■ **Description of the task**: Go through the listing and copy each line that has the string "main" in it.

■ **Data shown**:
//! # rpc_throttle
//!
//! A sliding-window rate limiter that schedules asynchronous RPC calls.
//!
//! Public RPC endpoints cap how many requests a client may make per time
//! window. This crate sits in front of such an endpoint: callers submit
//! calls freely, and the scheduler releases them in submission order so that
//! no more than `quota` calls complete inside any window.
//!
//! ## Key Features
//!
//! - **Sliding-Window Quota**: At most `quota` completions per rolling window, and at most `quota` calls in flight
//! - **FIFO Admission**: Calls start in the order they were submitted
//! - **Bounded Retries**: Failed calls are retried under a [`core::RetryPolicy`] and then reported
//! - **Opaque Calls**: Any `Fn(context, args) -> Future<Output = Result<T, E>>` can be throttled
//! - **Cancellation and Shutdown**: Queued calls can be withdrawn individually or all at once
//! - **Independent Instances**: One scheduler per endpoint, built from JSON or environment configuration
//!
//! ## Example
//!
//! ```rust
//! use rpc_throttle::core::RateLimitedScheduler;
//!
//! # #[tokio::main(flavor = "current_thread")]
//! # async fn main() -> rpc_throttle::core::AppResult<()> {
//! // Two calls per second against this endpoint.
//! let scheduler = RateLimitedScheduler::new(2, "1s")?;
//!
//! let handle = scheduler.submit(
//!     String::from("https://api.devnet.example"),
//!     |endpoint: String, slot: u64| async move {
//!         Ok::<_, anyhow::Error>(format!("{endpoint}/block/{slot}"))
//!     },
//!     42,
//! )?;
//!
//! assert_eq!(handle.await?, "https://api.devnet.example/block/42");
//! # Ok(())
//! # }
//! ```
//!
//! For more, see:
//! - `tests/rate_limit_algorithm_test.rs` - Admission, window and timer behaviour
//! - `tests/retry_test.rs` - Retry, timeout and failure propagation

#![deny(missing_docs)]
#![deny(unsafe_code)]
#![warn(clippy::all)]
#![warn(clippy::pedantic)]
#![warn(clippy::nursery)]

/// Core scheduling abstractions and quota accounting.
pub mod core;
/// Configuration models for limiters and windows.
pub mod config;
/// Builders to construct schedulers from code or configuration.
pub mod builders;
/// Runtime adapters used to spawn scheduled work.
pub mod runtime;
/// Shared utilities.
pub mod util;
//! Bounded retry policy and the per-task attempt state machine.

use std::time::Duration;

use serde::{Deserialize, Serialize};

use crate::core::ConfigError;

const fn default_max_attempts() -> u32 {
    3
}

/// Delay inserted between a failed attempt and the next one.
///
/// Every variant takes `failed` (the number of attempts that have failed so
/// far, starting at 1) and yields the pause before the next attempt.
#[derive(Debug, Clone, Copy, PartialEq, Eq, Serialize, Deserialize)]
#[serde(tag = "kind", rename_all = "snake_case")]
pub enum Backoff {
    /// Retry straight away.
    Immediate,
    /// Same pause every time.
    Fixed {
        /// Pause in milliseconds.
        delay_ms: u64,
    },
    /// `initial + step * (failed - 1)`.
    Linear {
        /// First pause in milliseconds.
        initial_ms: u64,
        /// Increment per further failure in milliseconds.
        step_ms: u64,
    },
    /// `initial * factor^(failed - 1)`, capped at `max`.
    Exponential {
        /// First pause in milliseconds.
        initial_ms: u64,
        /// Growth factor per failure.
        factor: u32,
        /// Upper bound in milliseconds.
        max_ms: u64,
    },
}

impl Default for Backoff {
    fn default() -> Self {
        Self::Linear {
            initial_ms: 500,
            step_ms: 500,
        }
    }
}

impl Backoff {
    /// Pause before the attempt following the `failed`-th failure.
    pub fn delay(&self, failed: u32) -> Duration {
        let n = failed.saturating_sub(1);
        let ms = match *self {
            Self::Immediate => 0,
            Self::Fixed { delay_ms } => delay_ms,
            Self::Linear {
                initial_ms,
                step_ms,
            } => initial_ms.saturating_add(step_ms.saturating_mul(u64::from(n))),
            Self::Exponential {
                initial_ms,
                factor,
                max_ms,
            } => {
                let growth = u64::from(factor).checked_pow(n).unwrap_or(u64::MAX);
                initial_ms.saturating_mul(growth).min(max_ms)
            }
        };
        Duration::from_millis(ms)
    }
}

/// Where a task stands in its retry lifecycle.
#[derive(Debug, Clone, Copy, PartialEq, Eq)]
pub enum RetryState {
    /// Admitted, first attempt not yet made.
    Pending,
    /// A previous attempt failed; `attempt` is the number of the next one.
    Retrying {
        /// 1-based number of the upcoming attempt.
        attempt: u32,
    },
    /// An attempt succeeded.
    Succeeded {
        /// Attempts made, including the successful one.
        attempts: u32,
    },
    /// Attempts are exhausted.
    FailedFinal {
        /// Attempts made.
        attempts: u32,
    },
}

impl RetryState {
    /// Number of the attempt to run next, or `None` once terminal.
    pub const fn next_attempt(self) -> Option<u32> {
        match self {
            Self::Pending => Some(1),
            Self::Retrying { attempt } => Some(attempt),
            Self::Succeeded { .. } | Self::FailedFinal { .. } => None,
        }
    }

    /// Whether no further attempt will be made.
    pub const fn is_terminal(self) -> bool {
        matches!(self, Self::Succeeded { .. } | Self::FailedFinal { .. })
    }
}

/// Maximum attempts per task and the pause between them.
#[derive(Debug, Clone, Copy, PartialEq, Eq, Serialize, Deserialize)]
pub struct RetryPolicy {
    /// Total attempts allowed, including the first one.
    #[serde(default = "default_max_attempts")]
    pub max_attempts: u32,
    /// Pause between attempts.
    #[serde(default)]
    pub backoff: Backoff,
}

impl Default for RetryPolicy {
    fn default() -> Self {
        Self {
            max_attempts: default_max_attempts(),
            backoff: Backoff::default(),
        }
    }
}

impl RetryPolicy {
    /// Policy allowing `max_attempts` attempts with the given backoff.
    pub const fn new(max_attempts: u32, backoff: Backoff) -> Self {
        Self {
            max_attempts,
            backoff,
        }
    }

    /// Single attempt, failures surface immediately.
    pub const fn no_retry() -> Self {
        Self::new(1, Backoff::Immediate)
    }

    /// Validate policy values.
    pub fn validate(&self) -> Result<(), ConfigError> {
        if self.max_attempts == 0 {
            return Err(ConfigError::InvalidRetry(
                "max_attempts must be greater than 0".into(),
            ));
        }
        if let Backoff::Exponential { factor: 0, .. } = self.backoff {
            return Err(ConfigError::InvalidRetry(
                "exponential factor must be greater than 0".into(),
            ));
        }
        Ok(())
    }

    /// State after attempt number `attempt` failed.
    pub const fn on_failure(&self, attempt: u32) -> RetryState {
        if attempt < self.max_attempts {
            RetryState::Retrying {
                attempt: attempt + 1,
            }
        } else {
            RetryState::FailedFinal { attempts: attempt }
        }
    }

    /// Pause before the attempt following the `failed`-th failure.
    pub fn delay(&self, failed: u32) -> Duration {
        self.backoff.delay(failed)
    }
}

■ **Reply**:
//! # #[tokio::main(flavor = "current_thread")]
//! # async fn main() -> rpc_throttle::core::AppResult<()> {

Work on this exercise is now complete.